The first Aurora Antarctic expedition sailed in 1992 aboard a chartered vessel. The early years operated on chartered ships, developing the expedition format, the guide culture, and the conservation philosophy that would come to define the brand. In 1995, Aurora introduced the first commercial climbing expedition in Antarctica, one of several industry firsts that reflect the company’s appetite for genuine adventure beyond the Zodiac landing. Greg Mortimer was also a founding member of IAATO, the International Association of Antarctic Tour Operators, established to create operational and environmental standards for polar tourism. That founding membership is not a historical footnote: IAATO’s regulations on shore landing group sizes, wildlife approach distances, and footprint minimisation are the framework within which the entire expedition industry operates, and Aurora helped write them.

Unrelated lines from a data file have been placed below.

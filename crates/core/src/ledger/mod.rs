//! Payment ledger aggregation across the gateway and manual channels.

pub mod service;
pub mod types;

#[cfg(test)]
mod tests;

pub use service::PaymentLedger;
pub use types::{
    GatewayReceipt, ManualReceipt, PaidTotals, PaymentMethod, TransactionType,
};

Through the 2000s and 2010s, Aurora expanded its geographic range from Antarctica to the Arctic, subantarctic islands, South Georgia, the Falklands, New Zealand’s subantarctic archipelago, and the Chilean fjords, while maintaining its identity as a small-group, guide-intensive, activity-forward operator. The fleet remained chartered through this period, with ships such as Polar Pioneer providing reliable if ageing tonnage.
The transformation of the company’s physical product came with the ordering of its first purpose-built vessel. Greg Mortimer, Aurora’s inaugural newbuild, was delivered in 2019 and was the first passenger ship in the world to feature the Ulstein X-Bow hull. Sylvia Earle, an identical sister ship named for the American oceanographer and National Geographic Explorer-in-Residence, followed in 2022. Douglas Mawson, the third and newest ship, was delivered in September 2025 and made her maiden voyage to Tasmania in December 2025.
In January 2024, Aurora Expeditions achieved Certified B Corporation status, recognising the company’s verified commitment to high standards of social and environmental performance, accountability, and transparency. Aurora was one of the first expedition cruise operators to achieve B Corp certification, and the status governs the company’s approach to its environmental footprint, staff welfare, community impact, and governance.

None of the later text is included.